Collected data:
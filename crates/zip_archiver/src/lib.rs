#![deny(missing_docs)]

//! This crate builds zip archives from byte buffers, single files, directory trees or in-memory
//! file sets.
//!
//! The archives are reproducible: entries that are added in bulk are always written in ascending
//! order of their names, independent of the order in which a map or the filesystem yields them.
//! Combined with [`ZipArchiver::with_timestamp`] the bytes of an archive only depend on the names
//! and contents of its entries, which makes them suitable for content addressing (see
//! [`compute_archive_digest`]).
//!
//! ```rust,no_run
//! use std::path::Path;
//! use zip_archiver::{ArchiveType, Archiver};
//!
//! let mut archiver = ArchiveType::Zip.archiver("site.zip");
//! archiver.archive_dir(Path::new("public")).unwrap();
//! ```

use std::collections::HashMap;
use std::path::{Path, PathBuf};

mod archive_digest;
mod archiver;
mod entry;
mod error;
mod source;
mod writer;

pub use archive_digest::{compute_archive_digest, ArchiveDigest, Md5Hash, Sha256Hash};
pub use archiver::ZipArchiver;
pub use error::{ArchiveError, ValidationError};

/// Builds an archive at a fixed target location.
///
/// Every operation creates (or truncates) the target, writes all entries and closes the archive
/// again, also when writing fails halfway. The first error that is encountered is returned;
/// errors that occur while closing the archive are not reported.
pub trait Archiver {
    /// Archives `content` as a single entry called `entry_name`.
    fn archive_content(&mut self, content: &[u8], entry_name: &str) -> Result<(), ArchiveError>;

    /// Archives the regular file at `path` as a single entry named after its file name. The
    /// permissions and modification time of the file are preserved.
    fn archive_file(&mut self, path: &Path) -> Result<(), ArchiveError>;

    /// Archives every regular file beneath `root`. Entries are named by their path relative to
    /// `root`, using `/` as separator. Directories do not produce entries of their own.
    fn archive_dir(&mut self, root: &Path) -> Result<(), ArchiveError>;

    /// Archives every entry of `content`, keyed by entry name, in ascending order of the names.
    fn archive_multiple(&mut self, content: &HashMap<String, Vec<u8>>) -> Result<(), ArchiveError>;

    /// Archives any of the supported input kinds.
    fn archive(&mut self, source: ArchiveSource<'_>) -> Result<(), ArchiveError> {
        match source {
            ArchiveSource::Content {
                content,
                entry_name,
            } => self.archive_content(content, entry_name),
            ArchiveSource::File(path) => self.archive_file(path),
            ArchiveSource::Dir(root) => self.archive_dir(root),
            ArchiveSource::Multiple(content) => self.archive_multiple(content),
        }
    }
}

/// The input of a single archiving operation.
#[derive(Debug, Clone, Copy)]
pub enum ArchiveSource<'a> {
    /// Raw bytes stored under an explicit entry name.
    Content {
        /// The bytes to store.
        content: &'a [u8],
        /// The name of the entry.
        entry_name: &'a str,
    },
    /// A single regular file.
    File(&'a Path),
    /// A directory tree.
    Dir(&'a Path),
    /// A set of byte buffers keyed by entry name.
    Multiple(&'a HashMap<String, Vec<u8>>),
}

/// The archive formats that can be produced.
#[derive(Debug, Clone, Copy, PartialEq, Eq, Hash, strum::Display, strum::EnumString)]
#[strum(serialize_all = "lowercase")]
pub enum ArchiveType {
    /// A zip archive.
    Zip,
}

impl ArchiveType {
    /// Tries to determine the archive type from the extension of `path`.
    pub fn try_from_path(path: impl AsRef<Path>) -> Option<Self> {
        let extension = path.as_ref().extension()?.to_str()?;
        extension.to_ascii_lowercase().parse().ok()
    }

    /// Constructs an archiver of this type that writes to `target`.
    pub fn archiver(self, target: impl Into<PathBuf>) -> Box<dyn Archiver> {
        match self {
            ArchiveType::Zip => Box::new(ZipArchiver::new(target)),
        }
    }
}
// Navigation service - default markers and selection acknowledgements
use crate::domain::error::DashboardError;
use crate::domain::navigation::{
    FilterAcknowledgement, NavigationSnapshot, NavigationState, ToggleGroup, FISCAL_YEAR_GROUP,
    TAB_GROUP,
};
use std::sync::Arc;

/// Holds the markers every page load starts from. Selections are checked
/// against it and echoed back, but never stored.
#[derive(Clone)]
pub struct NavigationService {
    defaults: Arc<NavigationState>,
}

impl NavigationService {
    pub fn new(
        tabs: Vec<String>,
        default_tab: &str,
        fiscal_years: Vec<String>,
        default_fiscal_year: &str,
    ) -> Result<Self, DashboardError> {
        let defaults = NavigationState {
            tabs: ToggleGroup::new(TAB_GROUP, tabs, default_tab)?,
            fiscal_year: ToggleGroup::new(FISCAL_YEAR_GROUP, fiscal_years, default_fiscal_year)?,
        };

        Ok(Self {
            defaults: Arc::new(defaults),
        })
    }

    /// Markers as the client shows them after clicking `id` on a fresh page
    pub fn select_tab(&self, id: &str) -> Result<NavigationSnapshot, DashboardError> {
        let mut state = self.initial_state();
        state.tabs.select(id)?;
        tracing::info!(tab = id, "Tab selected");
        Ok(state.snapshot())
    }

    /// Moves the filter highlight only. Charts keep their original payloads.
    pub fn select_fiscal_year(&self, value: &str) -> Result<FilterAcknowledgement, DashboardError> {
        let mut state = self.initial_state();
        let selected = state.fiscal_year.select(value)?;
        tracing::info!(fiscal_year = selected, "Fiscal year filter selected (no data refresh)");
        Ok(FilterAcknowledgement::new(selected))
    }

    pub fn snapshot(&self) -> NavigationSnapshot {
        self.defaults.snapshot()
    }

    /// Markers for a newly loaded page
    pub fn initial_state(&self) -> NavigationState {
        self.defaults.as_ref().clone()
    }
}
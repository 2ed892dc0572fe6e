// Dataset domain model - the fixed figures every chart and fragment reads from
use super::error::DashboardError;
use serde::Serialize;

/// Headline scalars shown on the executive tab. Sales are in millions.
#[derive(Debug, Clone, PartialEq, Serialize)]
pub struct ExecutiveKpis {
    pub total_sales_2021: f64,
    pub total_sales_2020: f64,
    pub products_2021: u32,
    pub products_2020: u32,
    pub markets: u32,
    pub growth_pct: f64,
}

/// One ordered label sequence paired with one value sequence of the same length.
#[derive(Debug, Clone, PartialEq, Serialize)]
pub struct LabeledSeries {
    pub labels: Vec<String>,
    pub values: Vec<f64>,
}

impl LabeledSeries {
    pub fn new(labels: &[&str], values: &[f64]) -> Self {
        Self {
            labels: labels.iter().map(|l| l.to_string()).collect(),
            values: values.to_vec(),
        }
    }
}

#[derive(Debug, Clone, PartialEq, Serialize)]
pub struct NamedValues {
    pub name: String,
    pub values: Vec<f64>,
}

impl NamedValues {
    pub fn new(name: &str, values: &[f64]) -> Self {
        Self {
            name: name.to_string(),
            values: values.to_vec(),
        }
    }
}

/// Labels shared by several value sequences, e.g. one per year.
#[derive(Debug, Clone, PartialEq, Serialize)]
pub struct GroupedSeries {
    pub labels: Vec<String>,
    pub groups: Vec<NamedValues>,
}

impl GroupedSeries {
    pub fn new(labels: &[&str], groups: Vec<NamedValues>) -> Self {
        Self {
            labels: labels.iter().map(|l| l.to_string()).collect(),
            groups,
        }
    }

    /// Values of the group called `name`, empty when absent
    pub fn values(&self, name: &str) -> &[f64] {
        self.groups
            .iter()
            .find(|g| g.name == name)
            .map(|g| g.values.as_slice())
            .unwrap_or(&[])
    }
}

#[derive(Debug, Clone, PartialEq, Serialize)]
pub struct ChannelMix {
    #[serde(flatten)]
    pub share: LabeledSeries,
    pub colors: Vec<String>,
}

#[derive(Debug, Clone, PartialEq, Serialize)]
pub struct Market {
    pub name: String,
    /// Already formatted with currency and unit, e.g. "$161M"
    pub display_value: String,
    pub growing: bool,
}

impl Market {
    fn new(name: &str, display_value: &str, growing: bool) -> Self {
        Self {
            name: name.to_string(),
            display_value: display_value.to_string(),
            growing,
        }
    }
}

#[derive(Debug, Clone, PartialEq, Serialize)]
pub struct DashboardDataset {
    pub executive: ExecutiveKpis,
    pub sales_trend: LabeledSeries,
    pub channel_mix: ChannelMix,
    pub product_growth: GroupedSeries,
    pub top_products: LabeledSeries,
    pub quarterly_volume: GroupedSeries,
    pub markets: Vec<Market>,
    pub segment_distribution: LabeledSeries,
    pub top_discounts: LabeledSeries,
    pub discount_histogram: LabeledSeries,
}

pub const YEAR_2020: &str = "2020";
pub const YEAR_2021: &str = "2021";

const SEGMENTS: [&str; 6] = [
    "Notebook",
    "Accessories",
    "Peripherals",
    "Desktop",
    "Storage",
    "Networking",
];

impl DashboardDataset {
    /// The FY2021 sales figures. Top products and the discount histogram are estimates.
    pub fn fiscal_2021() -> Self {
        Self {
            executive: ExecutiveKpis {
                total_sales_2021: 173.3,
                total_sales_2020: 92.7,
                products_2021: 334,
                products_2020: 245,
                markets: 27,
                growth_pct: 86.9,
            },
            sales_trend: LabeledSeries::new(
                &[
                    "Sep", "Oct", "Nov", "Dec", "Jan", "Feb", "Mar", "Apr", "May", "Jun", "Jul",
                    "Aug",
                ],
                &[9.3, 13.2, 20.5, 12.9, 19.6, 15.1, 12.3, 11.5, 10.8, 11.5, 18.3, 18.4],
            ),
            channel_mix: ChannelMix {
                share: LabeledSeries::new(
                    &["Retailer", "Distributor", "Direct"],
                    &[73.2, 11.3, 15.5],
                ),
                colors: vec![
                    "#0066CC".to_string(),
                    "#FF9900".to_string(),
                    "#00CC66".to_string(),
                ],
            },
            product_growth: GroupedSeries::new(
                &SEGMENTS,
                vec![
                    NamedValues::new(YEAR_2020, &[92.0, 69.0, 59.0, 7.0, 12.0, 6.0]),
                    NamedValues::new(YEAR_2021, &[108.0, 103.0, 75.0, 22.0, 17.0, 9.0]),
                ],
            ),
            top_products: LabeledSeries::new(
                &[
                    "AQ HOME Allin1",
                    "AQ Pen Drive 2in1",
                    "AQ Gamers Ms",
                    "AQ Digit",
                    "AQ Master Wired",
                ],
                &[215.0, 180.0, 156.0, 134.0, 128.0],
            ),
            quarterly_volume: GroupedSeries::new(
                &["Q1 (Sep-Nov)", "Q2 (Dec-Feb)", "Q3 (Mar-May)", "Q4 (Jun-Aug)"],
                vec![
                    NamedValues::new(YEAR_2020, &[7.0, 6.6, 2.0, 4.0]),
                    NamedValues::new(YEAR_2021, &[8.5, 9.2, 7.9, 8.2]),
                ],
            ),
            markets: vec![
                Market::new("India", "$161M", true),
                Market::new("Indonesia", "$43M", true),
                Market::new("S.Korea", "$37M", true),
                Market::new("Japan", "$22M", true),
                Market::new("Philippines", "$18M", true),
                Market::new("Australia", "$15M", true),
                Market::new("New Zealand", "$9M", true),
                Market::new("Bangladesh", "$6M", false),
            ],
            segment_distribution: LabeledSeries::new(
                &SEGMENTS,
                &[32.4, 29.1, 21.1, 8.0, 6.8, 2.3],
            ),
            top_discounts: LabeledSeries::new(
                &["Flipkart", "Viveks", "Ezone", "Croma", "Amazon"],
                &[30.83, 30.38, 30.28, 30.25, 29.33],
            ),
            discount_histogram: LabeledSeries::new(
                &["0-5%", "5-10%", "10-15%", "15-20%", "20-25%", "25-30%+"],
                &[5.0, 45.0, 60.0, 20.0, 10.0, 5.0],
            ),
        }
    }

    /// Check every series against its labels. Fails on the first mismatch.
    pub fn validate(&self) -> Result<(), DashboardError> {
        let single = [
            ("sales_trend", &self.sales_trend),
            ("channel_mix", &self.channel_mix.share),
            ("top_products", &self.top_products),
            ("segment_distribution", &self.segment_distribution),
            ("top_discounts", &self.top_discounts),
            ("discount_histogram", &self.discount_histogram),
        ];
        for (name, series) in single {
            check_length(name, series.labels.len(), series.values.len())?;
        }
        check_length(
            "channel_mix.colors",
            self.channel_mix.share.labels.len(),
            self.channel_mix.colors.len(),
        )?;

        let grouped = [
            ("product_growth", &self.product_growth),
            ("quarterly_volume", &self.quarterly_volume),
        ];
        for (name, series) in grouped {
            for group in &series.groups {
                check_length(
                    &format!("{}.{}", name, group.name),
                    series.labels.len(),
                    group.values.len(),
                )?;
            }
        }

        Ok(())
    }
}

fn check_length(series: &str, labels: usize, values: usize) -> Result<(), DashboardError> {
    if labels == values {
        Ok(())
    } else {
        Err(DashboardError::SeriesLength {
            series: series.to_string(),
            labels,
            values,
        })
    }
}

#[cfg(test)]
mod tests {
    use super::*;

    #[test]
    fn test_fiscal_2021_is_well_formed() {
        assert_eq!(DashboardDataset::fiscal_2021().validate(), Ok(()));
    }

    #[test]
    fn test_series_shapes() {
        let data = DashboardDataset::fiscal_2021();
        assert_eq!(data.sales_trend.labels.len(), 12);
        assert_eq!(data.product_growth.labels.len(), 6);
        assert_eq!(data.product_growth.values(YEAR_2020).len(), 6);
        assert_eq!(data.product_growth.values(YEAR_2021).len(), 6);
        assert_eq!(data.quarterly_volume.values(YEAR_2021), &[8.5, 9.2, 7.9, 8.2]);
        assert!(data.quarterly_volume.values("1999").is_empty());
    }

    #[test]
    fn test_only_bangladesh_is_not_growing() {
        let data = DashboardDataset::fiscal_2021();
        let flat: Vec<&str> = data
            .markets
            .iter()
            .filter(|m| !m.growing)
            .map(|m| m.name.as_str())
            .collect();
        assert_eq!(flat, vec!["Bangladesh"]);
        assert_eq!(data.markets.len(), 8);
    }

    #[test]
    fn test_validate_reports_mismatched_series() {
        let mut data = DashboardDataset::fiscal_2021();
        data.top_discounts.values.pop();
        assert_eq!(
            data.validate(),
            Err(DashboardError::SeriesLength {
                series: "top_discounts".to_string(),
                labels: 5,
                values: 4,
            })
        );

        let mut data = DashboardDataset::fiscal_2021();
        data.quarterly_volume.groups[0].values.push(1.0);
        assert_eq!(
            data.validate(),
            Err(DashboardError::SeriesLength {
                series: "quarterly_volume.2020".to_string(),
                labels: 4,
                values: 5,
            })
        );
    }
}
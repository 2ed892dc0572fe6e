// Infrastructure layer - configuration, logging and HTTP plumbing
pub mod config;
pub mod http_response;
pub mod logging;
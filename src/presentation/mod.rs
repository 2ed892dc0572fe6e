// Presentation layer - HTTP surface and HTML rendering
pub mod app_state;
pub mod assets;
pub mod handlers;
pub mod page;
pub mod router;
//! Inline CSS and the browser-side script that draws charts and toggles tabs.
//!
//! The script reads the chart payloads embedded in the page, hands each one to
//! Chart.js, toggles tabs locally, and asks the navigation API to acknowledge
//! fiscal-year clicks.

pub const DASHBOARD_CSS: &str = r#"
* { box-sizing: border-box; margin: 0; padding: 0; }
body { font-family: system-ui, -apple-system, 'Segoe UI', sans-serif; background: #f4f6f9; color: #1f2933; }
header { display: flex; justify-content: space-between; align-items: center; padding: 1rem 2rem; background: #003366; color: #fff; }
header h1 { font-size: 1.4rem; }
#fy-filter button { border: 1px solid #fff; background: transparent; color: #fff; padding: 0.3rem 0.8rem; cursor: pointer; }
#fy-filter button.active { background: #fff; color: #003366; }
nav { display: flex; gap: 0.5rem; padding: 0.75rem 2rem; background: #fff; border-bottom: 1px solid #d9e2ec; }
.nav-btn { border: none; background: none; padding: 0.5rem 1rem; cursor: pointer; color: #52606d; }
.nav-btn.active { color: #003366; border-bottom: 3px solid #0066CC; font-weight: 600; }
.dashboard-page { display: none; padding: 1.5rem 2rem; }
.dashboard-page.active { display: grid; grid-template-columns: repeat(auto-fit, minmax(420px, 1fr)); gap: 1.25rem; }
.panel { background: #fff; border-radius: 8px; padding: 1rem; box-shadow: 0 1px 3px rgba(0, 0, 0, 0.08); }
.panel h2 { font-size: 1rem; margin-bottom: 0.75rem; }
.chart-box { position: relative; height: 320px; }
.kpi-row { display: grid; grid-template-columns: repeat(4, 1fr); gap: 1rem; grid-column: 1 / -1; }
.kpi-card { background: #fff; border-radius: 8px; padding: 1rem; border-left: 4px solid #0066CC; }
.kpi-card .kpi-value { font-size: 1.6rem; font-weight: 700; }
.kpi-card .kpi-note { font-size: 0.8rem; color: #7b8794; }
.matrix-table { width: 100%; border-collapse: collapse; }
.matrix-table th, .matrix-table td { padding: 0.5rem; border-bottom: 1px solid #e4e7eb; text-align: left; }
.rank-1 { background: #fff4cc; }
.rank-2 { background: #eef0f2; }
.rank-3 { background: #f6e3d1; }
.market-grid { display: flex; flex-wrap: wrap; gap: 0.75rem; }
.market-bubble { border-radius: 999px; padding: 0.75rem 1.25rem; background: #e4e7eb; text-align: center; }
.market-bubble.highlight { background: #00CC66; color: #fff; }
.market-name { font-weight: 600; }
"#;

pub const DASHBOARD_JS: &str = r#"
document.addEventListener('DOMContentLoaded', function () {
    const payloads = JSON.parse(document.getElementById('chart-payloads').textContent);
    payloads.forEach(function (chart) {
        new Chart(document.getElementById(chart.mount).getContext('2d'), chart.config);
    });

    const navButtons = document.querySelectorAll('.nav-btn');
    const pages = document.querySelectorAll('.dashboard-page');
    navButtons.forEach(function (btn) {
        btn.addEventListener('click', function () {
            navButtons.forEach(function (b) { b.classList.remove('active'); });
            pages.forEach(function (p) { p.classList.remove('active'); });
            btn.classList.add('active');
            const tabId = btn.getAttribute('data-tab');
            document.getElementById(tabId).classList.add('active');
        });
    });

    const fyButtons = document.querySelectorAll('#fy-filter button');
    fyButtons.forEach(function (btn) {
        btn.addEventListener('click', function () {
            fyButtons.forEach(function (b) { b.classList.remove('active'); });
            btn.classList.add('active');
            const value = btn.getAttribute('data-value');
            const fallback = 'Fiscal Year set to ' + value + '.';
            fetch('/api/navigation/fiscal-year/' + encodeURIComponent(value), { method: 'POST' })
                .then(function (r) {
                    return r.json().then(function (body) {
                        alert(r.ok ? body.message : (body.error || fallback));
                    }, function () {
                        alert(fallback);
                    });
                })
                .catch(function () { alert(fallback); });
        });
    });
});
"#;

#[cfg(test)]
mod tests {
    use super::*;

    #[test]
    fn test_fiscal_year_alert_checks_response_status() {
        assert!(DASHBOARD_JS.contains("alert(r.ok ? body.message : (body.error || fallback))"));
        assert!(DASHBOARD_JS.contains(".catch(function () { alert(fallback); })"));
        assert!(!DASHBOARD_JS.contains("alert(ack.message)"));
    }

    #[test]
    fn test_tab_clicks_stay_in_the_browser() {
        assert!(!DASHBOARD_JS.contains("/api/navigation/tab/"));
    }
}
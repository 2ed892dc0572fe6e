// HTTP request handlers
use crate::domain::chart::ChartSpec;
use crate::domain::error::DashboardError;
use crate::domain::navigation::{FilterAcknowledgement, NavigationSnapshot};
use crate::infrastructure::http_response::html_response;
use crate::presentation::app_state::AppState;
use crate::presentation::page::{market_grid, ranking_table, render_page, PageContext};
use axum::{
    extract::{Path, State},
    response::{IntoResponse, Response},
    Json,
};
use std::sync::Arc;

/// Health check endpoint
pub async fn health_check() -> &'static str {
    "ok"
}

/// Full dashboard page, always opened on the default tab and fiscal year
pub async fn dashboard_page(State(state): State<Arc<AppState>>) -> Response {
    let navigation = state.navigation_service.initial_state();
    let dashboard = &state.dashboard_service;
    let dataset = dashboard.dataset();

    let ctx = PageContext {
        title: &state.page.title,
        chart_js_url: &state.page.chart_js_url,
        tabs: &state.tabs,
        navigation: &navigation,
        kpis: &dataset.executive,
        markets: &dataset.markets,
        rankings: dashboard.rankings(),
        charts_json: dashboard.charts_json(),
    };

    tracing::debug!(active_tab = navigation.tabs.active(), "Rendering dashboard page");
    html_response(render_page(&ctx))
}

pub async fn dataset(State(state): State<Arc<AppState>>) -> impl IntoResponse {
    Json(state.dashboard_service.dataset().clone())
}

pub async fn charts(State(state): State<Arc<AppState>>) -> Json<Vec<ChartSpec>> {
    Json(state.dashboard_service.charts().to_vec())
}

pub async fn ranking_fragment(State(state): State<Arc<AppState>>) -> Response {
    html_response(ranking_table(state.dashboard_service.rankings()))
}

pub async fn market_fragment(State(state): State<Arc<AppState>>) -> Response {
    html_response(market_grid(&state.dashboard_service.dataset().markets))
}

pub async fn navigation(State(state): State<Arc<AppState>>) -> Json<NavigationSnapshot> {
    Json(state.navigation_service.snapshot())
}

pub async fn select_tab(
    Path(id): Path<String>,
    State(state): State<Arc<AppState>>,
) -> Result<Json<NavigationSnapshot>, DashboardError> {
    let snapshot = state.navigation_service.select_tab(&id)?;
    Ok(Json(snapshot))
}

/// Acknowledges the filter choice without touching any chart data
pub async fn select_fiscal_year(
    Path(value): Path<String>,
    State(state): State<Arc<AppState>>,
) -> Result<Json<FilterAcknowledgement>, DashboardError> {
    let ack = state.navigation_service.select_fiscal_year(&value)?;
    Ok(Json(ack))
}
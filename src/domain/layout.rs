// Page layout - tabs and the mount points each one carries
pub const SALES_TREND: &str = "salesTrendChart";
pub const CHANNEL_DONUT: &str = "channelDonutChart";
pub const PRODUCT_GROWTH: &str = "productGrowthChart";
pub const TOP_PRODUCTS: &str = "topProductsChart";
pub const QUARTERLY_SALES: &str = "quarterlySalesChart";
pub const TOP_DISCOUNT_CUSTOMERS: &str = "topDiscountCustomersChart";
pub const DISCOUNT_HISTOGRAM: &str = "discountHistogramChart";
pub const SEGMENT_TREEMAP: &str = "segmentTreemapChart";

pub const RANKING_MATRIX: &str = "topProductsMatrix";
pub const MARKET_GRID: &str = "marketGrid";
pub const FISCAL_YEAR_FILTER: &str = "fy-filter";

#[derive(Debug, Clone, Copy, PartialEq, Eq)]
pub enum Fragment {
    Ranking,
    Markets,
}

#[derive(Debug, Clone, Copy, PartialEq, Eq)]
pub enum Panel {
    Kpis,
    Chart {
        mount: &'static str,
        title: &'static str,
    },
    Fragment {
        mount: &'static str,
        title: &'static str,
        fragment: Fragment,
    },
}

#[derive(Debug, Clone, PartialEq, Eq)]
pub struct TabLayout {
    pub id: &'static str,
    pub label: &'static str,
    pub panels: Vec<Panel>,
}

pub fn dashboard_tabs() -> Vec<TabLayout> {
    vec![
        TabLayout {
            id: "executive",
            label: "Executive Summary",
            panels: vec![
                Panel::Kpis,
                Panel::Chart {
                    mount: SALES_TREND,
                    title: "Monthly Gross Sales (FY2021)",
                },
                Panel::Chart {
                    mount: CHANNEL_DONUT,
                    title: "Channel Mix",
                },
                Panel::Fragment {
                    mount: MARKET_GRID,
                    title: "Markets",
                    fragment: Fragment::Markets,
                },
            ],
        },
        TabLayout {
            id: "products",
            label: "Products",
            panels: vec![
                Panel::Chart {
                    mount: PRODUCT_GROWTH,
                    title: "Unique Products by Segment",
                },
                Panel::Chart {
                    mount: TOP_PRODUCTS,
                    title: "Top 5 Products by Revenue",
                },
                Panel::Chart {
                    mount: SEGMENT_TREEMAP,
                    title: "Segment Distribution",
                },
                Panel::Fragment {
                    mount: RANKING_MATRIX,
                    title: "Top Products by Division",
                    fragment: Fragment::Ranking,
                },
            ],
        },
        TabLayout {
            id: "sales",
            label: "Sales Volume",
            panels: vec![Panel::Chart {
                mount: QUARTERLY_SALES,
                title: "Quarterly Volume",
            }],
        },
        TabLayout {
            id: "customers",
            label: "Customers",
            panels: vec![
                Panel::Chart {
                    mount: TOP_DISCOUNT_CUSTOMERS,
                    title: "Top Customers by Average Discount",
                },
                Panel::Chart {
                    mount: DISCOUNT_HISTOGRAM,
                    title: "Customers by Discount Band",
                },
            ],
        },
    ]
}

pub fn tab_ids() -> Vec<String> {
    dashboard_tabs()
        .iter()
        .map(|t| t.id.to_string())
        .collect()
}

WHAT YOU SHOULD DO: Each line in the records that carries "single" must be copied out.

WRITTEN ANSWER:
//! This crate builds zip archives from byte buffers, single files, directory trees or in-memory
    /// Archives `content` as a single entry called `entry_name`.
    /// Archives the regular file at `path` as a single entry named after its file name. The
/// The input of a single archiving operation.
    /// A single regular file.
        let single = [
        for (name, series) in single {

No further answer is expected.